The Alfred Neurology Unit provides a 24 hour emergency general neurology and stroke service. Elective general neurology and video EEG-monitoring patients are admitted Monday to Friday.
The neurophysiology laboratory offers a range of specialised electrophysiology tests to assist in the diagnosis and treatment of neurological conditions.
The tests are performed by a highly experienced and qualified team of scientists, technicians and neurologists.
Please note that in order to make an appointment with our department we must first receive a referral from your doctor including your full name, address and contact number.
Once a referral is received and processed, you will be sent a letter detailing the time and date of your appointment. We provide a service to inpatients and outpatients; including private referrals.
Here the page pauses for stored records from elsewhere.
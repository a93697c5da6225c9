// Copyright (c) 2025 Dimitris Kafetzis
//
// Licensed under the MIT License.
// See LICENSE file in the project root for full license information.
//
// SPDX-License-Identifier: MIT

//! Error types for tensor operations.

use crate::Shape;

/// Errors that can occur during tensor operations.
#[derive(Debug, thiserror::Error)]
pub enum TensorError {
    /// The provided buffer size does not match the expected size for the given shape and dtype.
    #[error("buffer size mismatch: expected {expected} bytes, got {actual}")]
    BufferSizeMismatch { expected: usize, actual: usize },

    /// Two tensors have incompatible shapes for the requested operation.
    #[error("incompatible shapes for {op}: {lhs} vs {rhs}")]
    ShapeMismatch {
        op: &'static str,
        lhs: Shape,
        rhs: Shape,
    },

    /// The requested data type is not supported for this operation.
    #[error("unsupported dtype {dtype} for operation {op}")]
    UnsupportedDType {
        op: &'static str,
        dtype: crate::DType,
    },

    /// A typed view was requested over memory that is not suitably aligned.
    #[error("misaligned buffer for {op}: {detail}")]
    Misaligned { op: &'static str, detail: String },

    /// Operator parameters are inconsistent with the tensor geometry.
    #[error("invalid parameters for {op}: {detail}")]
    InvalidParams { op: &'static str, detail: String },

    /// A numeric computation failed (e.g., NaN or overflow).
    #[error("numeric error in {op}: {detail}")]
    Numeric { op: &'static str, detail: String },
}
The tests provided include:
The Stroke Unit is a multidisciplinary team specialising in the management of patients who have suffered a stroke or transient ischaemic attack (TIA).
The Stroke Unit is heavily involved in research and is able to provide, with the friendly cooperation of The Alfred's busy Emergency and Radiology departments, access to intravenous thrombolysis for selected patients with stroke.
Movement Disorder program
The Movement Disorders Program incorporates the Parkinson's disease and movement disorders outpatient service, dystonia clinic and tremor analysis laboratory.
The team includes three neurologists, the movement disorders fellow, nurse, physiotherapist and several post-graduate students.
The team sees over 1400 patients each year in the clinic and as in-patients.
The clinical team is linked with the clinical and laboratory research team at the Van Cleef Roet Centre for Nervous Disorders, Monash University.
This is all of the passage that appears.